Le ravitaillement s’accélère, tous les passages descendent à terre pour la journée, mais tous rembarqueront le soir pour que le Marion Dufresne puisse quitter Crozet avant le grain. Les opérations s’accélèrent, la manche se déploie en début d’après-midi, OP4-2021 à Crozet aura duré 1 jour et demi.
Sur la Base Alfred Faure
Malgré tout, j’ai eu enfin le loisir de voir l’île de l’Est, invisible lors de mon hivernage. Elle est classée en réserve absolue et plus personne ne s’y rend. Seuls l’un ou l’autre administrateur la survolent de temps à autre.
Tous les déplacements hors base doivent se faire accompagner par un agent de la réserve naturelle après être passé par la biosécurité. Premier nettoyage de semelle du jour, puis nous partons vers le Branca. De cette vue surplombante, en slalomant entre les mousses vertes, je découvre des paysages de Crozet qui m’étaient inconnus, ce qui me remplit de joie.
Ce voyage n’est une simple redite, je découvre, après Tromelin, c’est Crozet qui offre à ma vue une partie de sa magie.
Nous redescendons vers Bollard, passons à nouveau vers la biosécurité : deuxième lavage de semelle, pour aller voir cette fois les albatros sur nids. Saisissant de beauté comme toujours, cette espèce dont j’ai fait les héros de mon roman Le cadavre des Kerguelen ne cesse de m’émerveiller… l’usure du temps n’affecte pas l’impression qu’elle produit à chaque fois que je la côtoie.
Nous remontons à la base pour déjeuner et j’en profite pour faire le tour du propriétaire, après bien sûr le passage en biosécurité : 3e nettoyage de semelles du matin…
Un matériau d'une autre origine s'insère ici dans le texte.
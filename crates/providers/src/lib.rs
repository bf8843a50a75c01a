//! Reasoning-service clients for droidloop.
//!
//! All providers implement the `droidloop_core::Provider` trait.

pub mod anthropic;

pub use anthropic::AnthropicProvider;

use droidloop_config::ProviderConfig;
use std::time::Duration;

/// Build the configured provider.
///
/// Returns `None` when no API key is available.
pub fn from_config(config: &ProviderConfig) -> Option<AnthropicProvider> {
    let key = config.api_key.as_deref()?.trim();
    if key.is_empty() {
        return None;
    }
    Some(
        AnthropicProvider::new(key)
            .with_base_url(&config.base_url)
            .with_timeout(Duration::from_secs(config.timeout_secs)),
    )
}

#[cfg(test)]
mod tests {
    use super::*;

    #[test]
    fn provider_requires_api_key() {
        let mut config = ProviderConfig::default();
        assert!(from_config(&config).is_none());

        config.api_key = Some("sk-ant-test".into());
        let provider = from_config(&config).unwrap();
        assert_eq!(droidloop_core::Provider::name(&provider), "anthropic");
    }
}
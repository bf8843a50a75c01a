//! `droidloop devices`: list attached devices.

use std::path::Path;

use droidloop_device::AdbDevice;

pub async fn run(config_path: Option<&Path>) -> Result<(), Box<dyn std::error::Error>> {
    let config = super::load_config(config_path)?;

    let serials = AdbDevice::list_devices(&config.device).await.map_err(|e| {
        eprintln!("❌ {e}");
        eprintln!("   Is adb installed? Set device.adb_path if it is not on PATH.");
        e
    })?;

    if serials.is_empty() {
        println!("⚠️  No devices attached");
        super::print_device_help();
        return Ok(());
    }

    println!("📱 Attached devices:");
    for serial in &serials {
        let marker = match config.device.serial.as_deref() {
            Some(configured) if configured == serial => "  (configured)",
            _ => "",
        };
        println!("   {serial}{marker}");
    }
    Ok(())
}
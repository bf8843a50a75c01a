//! Session events: decoupled reporting out of the control loop.
//!
//! The loop publishes an event at session start, after every step (completed
//! or failed) and at session end. Sinks (logging, screenshot persistence, a
//! future UI) subscribe without the loop knowing about them.

use chrono::{DateTime, Utc};
use serde::Serialize;
use std::sync::Arc;
use tokio::sync::broadcast;

use crate::observation::Observation;
use crate::provider::Decision;
use crate::session::SessionState;
use crate::tool::ToolResult;

/// Everything that happened in one completed step.
#[derive(Debug, Clone, Serialize)]
pub struct StepReport {
    pub step: u64,
    pub observation: Arc<Observation>,
    pub decision: Decision,
    /// In invocation order
    pub results: Vec<ToolResult>,
    pub consecutive_errors: u32,
    pub timestamp: DateTime<Utc>,
}

/// All events a session publishes.
#[derive(Debug, Clone, Serialize)]
#[serde(tag = "event", rename_all = "snake_case")]
pub enum SessionEvent {
    SessionStarted {
        session_id: String,
        device: String,
        max_steps: u64,
        timestamp: DateTime<Utc>,
    },

    StepCompleted(StepReport),

    /// A step aborted before its actions ran (observation or decision failure)
    StepFailed {
        step: u64,
        error: String,
        consecutive_errors: u32,
        timestamp: DateTime<Utc>,
    },

    SessionEnded {
        session_id: String,
        state: SessionState,
        reason: String,
        steps: u64,
        input_tokens: u64,
        output_tokens: u64,
        timestamp: DateTime<Utc>,
    },
}

/// A broadcast-based event bus for session events.
///
/// Uses `tokio::sync::broadcast` for multi-consumer pub/sub.
/// A slow subscriber lags and loses events; the loop never blocks on it.
pub struct EventBus {
    sender: broadcast::Sender<Arc<SessionEvent>>,
}

impl EventBus {
    /// Create a new event bus with the given capacity.
    pub fn new(capacity: usize) -> Self {
        let (sender, _) = broadcast::channel(capacity);
        Self { sender }
    }

    /// Publish an event to all subscribers.
    pub fn publish(&self, event: SessionEvent) {
        // Ignore send errors (no subscribers = that's fine)
        let _ = self.sender.send(Arc::new(event));
    }

    /// Subscribe to receive events.
    pub fn subscribe(&self) -> broadcast::Receiver<Arc<SessionEvent>> {
        self.sender.subscribe()
    }
}

impl Default for EventBus {
    fn default() -> Self {
        Self::new(256)
    }
}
Elle n’a pas trop changé. Je passe par le hall appro, le garage, la centrale, le chaud-froid, le BCR et l’hôpital, afin de rafraîchir la mémoire des membres de l’association, enfin pour ceux qui ont hiverné au 21e siècle.
Les chambres sont telles qu’elles étaient lorsque j’ai dormi à Crozet en 2008.
La baie du marin
Nous déjeunons à 75 au restaurant et prenons le café en vie commune, avant de descendre vers la Baie du Marin non sans être allés laver les semelles de nos chaussures une nouvelle fois
C’est une explosion de couleurs chatoyantes, de jabots étincelants, de cris gutturaux. Je ne me lasserai jamais de ce spectacle unique. La manchottière et ses colocataires, les éléphants de mer tutoient le sublime, sous un soleil toujours présent.
Pour le plus grand plaisir des photographes.
Nous restons des heures devant cette représentation de la nature, ses infimes rebondissements qui méritent chaque fois que l’on fige l’instant.
La voie de l’OPEA grésille dans les radios VHF et nous comprenons que les cuves de gazole sont pleines et que l’heure du départ approche.
D’un pas vif, nous serpentons vers la base. La noria du retour est prévue pour 16 h 45.